Abstract

AbstractThis paper provides a typological survey of Mano, a Mande language of Guinea and Liberia. It sketches a linguistic portrait of Mano as a representative member of the Southern branch of the Mande family. The family features shared by Mano include S-Aux-O-V-X word order, the parallelism between nominal and verbal syntax, and the ubiquity of passive lability. The branch features include rich tonal morphology, the unstable character of nasal consonants, and rich pronominal paradigms, including auxiliaries that index the person and number of the subject. Some of the features presented here have not been sufficiently analyzed in the Mandeist literature, so it is unclear how unusual Mano is in comparison to other Mande languages in terms of the large class of inalienably possessed nouns, or the clause-level nominalization that may include another clause as its constituent. Finally, some properties are almost certainly specific to Mano, such as the dedicated tonal forms used in conditional clauses.
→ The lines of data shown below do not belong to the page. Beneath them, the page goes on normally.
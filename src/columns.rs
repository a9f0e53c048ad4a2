use std::collections::HashMap;

use thiserror::Error;

/// Identifies a configured table page. Scores and schedule pages render free
/// layouts and carry no column registry entries.
#[derive(Debug, Clone, Copy, PartialEq, Eq, Hash)]
pub enum TablePage {
    Standings,
    StatLeaders,
}

#[derive(Debug, Clone, Copy, PartialEq, Eq, Hash)]
pub enum TableSection {
    Standings,
    Skaters,
    Goalies,
}

/// All (page, section) pairs the registry must define.
pub const KNOWN_SECTIONS: [(TablePage, TableSection); 3] = [
    (TablePage::Standings, TableSection::Standings),
    (TablePage::StatLeaders, TableSection::Skaters),
    (TablePage::StatLeaders, TableSection::Goalies),
];

#[derive(Debug, Clone, Copy, PartialEq, Eq)]
pub enum ColumnKind {
    Number,
    Text,
    Image,
}

#[derive(Debug, Clone, Copy, PartialEq, Eq)]
pub enum ColumnWidth {
    Small,
    Medium,
}

#[derive(Debug, Error, PartialEq, Eq)]
pub enum ConfigError {
    #[error("no column configuration for {page:?}/{section:?}")]
    UnknownSection {
        page: TablePage,
        section: TableSection,
    },
    #[error("duplicate column {name} in {page:?}/{section:?}")]
    DuplicateColumn {
        page: TablePage,
        section: TableSection,
        name: &'static str,
    },
    #[error("column {name} has precision {precision}, expected 1..=3")]
    BadPrecision { name: &'static str, precision: u8 },
}

/// Display and sort metadata for one table column.
#[derive(Debug, Clone, Copy, PartialEq)]
pub struct ColumnSpec {
    pub name: &'static str,
    pub label: &'static str,
    pub help: Option<&'static str>,
    pub kind: ColumnKind,
    pub width: Option<ColumnWidth>,
    /// Decimal digits for display, 1..=3. `None` means raw value.
    pub precision: Option<u8>,
    /// Tab columns double as selectable leaderboard sort keys.
    pub is_tab: bool,
    /// Set only for lower-is-better metrics (gaa, goals_against, xg_against).
    pub sort_ascending: bool,
}

impl ColumnSpec {
    const fn new(name: &'static str, label: &'static str, kind: ColumnKind) -> Self {
        Self {
            name,
            label,
            help: None,
            kind,
            width: None,
            precision: None,
            is_tab: false,
            sort_ascending: false,
        }
    }

    const fn number(name: &'static str, label: &'static str, help: &'static str) -> Self {
        let mut spec = Self::new(name, label, ColumnKind::Number);
        spec.help = Some(help);
        spec
    }

    const fn text(name: &'static str, label: &'static str) -> Self {
        Self::new(name, label, ColumnKind::Text)
    }

    const fn image(name: &'static str, label: &'static str) -> Self {
        Self::new(name, label, ColumnKind::Image)
    }

    const fn help(mut self, help: &'static str) -> Self {
        self.help = Some(help);
        self
    }

    const fn width(mut self, width: ColumnWidth) -> Self {
        self.width = Some(width);
        self
    }

    const fn precision(mut self, digits: u8) -> Self {
        self.precision = Some(digits);
        self
    }

    const fn tab(mut self) -> Self {
        self.is_tab = true;
        self
    }

    const fn ascending(mut self) -> Self {
        self.sort_ascending = true;
        self
    }
}

static STANDINGS_COLUMNS: &[ColumnSpec] = &[
    ColumnSpec::number("rank", "Rank", "Rank"),
    ColumnSpec::image("team_logo_url", "Team").width(ColumnWidth::Small),
    ColumnSpec::text("team_full_name", " ").width(ColumnWidth::Medium),
    ColumnSpec::number("games_played", "GP", "Games played"),
    ColumnSpec::number("wins", "W", "Wins (worth two points)"),
    ColumnSpec::number("losses", "L", "Losses (worth zero points)"),
    ColumnSpec::number("ots", "OT", "OT/Shootout losses (worth one point)"),
    ColumnSpec::number("points", "PTS", "Points"),
    ColumnSpec::number("points_pct", "P %", "Points Percentage").precision(1),
    ColumnSpec::number("wins_reg", "RW", "Regulation Wins"),
    ColumnSpec::number("wins_reg_ot", "ROW", "Regulation plus Overtime Wins"),
    ColumnSpec::number("goals_for", "GF", "Goals For"),
    ColumnSpec::number("goals_against", "GA", "Goals Against"),
    ColumnSpec::number("goals_diff", "DIFF", "Goal Differential"),
    ColumnSpec::text("record_home", "HOME").help("Home Record"),
    ColumnSpec::text("record_away", "AWAY").help("Away Record"),
    ColumnSpec::text("record_so", "S/O").help("Record in games decided by Shootout"),
    ColumnSpec::text("record_last_10", "L10").help("Record in last ten games"),
];

static SKATER_COLUMNS: &[ColumnSpec] = &[
    ColumnSpec::number("rank", "Rank", "Rank"),
    ColumnSpec::image("headshot_url", "Photo").width(ColumnWidth::Small),
    ColumnSpec::text("full_name", "Name").width(ColumnWidth::Medium),
    ColumnSpec::text("team_abbrev_name", "Team").width(ColumnWidth::Small),
    ColumnSpec::text("position_code", "Position").width(ColumnWidth::Small),
    ColumnSpec::number("games_played", "GP", "Games Played"),
    ColumnSpec::number("toi_minutes", "TOI", "Time On Ice Minutes"),
    ColumnSpec::number("points", "PTS", "Points").tab(),
    ColumnSpec::number("goals", "G", "Goals").tab(),
    ColumnSpec::number("assists", "A", "Assists").tab(),
    ColumnSpec::number("plus_minus", "+/-", "Plus-Minus").tab(),
    ColumnSpec::number("even_strength_points", "ESP", "Even Strength Points").tab(),
    ColumnSpec::number("even_strength_goals", "ESG", "Even Strength Goals").tab(),
    ColumnSpec::number("power_play_points", "PPP", "Power Play Points").tab(),
    ColumnSpec::number("power_play_goals", "PPG", "Power Play Goals").tab(),
    ColumnSpec::number("shorthanded_points", "SHP", "Shorthanded Points").tab(),
    ColumnSpec::number("shorthanded_goals", "SHG", "Shorthanded Goals").tab(),
    ColumnSpec::number("ot_goals", "OTG", "Overtime Goals").tab(),
    ColumnSpec::number("game_winning_goals", "GWG", "Game Winning Goals").tab(),
    ColumnSpec::number("shots", "Shots", "Shots").tab(),
    ColumnSpec::number("shoot_pct", "Shoot %", "Shooting Percentage")
        .precision(1)
        .tab(),
    ColumnSpec::number("pim", "PIM", "Penalty Minutes").tab(),
];

static GOALIE_COLUMNS: &[ColumnSpec] = &[
    ColumnSpec::number("rank", "Rank", "Rank"),
    ColumnSpec::image("headshot_url", "Photo").width(ColumnWidth::Small),
    ColumnSpec::text("full_name", "Name").width(ColumnWidth::Medium),
    ColumnSpec::text("team_abbrev_name", "Team").width(ColumnWidth::Small),
    ColumnSpec::number("games_played", "GP", "Games Played"),
    ColumnSpec::number("toi_minutes", "TOI", "Time On Ice Minutes"),
    ColumnSpec::number("gaa", "GAA", "Goals Against Average")
        .precision(2)
        .tab()
        .ascending(),
    ColumnSpec::number("save_pct", "Save %", "Save Percentage")
        .precision(1)
        .tab(),
    ColumnSpec::number("shutouts", "SO", "Shutouts").tab(),
    ColumnSpec::number("goals_against", "GA", "Goals Against")
        .tab()
        .ascending(),
    ColumnSpec::number("xg_against", "xGA", "Expected Goals Against")
        .precision(1)
        .tab()
        .ascending(),
    ColumnSpec::number("saved_goals_above_expected", "SGAE", "Saved Goals Above Expected")
        .precision(1)
        .tab(),
];

/// Ordered column descriptors for a (page, section) pair. An undefined pair
/// is a programming error surfaced at startup by [`validate_registry`].
pub fn section_columns(
    page: TablePage,
    section: TableSection,
) -> Result<&'static [ColumnSpec], ConfigError> {
    match (page, section) {
        (TablePage::Standings, TableSection::Standings) => Ok(STANDINGS_COLUMNS),
        (TablePage::StatLeaders, TableSection::Skaters) => Ok(SKATER_COLUMNS),
        (TablePage::StatLeaders, TableSection::Goalies) => Ok(GOALIE_COLUMNS),
        _ => Err(ConfigError::UnknownSection { page, section }),
    }
}

/// Tab descriptors in table order. These define both the tab labels shown to
/// the user and the sort key used per tab.
pub fn tab_columns(
    page: TablePage,
    section: TableSection,
) -> Result<Vec<&'static ColumnSpec>, ConfigError> {
    Ok(section_columns(page, section)?
        .iter()
        .filter(|spec| spec.is_tab)
        .collect())
}

/// Column names grouped by required display precision.
pub fn precision_groups(
    page: TablePage,
    section: TableSection,
) -> Result<HashMap<u8, Vec<&'static str>>, ConfigError> {
    let mut groups: HashMap<u8, Vec<&'static str>> = HashMap::new();
    for spec in section_columns(page, section)? {
        if let Some(digits) = spec.precision {
            groups.entry(digits).or_default().push(spec.name);
        }
    }
    Ok(groups)
}

/// Check the registry for completeness and internal consistency. Run once at
/// process start; a failure here aborts before anything renders.
pub fn validate_registry() -> Result<(), ConfigError> {
    for (page, section) in KNOWN_SECTIONS {
        let columns = section_columns(page, section)?;
        let mut seen: Vec<&'static str> = Vec::with_capacity(columns.len());
        for spec in columns {
            if seen.contains(&spec.name) {
                return Err(ConfigError::DuplicateColumn {
                    page,
                    section,
                    name: spec.name,
                });
            }
            seen.push(spec.name);
            if let Some(digits) = spec.precision {
                if !(1..=3).contains(&digits) {
                    return Err(ConfigError::BadPrecision {
                        name: spec.name,
                        precision: digits,
                    });
                }
            }
        }
    }
    Ok(())
}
This paper puts Mano in its typological context, elaborating on those features which are cross linguistically well attested versus those which are cross linguistically rare.

Highlights

  • Mano (Ethnologue language name: Maan, ISO code: mev, glottolog code: mann1248) has 390,000 speakers in Guinea and Liberia and is one of the several dozen languages spoken in these countries

  • Many of the cross-linguistically unusual properties of Mano verb phrasal syntax are related to its peculiar S–AUX–O–V–X word order (Section 5.1), which is typical of Mande, and its likely diachronic origin is in verbal nominalization, which makes the present-day expression of nominalization interesting

  • In Mano, as in Mandinka or in Tura, another Southern Mande language, quotative indexes are used as quotative predicators, which are defined as a predicative element “similar to quotative verbs that cannot be classified as full-fledged verbs in a given language” (Güldemann 2008b: 15)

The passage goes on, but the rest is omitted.